── Records to use ──

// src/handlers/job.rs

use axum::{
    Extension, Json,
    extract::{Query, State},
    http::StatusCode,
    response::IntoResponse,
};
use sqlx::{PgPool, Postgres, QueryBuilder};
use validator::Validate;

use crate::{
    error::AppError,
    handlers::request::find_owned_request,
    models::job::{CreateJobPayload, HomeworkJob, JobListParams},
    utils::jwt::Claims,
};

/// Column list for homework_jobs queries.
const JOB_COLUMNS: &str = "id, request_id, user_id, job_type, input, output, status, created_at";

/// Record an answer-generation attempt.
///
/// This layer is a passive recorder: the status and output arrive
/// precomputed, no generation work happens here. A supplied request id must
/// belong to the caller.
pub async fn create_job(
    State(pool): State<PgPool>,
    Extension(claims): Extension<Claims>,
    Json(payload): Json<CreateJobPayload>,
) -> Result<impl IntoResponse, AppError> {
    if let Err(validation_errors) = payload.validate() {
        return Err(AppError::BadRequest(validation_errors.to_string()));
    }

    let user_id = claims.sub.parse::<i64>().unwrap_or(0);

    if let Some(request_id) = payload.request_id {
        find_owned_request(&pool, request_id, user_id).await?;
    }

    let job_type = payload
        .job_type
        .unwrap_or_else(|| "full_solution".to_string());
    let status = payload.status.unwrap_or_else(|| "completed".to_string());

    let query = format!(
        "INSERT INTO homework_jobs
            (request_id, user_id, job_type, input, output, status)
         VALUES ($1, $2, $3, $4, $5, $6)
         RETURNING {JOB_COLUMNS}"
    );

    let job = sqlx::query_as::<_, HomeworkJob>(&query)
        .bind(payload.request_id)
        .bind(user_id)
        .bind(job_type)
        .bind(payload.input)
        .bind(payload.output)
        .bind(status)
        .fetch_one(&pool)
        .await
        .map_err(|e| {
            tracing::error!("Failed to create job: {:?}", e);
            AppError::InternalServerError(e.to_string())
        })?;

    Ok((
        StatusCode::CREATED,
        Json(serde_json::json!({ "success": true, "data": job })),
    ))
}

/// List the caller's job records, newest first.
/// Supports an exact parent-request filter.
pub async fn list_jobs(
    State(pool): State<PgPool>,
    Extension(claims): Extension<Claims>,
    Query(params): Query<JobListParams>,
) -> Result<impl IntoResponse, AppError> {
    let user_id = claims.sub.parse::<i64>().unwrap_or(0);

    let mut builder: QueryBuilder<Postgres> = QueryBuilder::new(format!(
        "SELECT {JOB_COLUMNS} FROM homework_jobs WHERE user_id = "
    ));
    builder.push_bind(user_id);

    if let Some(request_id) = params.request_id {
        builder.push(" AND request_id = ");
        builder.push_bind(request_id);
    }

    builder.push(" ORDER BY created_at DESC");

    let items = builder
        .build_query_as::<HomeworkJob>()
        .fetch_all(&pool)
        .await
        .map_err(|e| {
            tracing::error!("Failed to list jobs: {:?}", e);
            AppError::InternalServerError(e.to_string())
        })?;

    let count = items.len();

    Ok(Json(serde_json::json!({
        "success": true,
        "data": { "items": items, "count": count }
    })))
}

───
── Records to use ──

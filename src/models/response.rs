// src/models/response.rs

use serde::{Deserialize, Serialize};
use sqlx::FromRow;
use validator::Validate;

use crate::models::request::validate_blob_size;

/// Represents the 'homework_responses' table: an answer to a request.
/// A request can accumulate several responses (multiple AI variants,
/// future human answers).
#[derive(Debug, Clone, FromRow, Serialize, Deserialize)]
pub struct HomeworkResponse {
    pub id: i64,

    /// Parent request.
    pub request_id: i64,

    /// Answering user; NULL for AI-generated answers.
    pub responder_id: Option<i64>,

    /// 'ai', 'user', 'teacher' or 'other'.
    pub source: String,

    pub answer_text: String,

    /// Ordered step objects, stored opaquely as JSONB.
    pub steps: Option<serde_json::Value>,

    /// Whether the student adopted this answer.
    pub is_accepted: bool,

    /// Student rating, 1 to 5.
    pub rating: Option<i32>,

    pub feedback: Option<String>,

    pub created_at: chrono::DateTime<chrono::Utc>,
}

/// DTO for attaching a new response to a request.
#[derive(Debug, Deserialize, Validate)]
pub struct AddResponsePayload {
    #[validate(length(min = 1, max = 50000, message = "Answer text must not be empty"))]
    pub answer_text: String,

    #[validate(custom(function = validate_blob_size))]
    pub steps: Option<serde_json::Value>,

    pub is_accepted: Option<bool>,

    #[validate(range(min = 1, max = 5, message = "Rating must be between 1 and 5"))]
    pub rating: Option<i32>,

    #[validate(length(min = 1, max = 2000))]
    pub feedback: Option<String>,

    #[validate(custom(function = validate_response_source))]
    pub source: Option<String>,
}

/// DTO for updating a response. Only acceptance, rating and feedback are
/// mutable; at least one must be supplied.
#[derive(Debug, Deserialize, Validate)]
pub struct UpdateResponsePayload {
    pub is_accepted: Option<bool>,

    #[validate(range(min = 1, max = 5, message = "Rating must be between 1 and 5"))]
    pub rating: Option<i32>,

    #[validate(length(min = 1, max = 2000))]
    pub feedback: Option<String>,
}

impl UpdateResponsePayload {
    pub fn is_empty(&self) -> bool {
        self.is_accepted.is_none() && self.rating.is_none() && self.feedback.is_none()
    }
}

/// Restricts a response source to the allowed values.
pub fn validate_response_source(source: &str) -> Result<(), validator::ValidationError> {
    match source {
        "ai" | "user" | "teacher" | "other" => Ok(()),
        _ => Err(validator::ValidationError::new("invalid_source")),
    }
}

───

:: Assignment ::
For each line in the entries that holds "other", return that line.

:: Exercise answer ::
    /// 'ai', 'user', 'teacher' or 'other'.
        "ai" | "user" | "teacher" | "other" => Ok(()),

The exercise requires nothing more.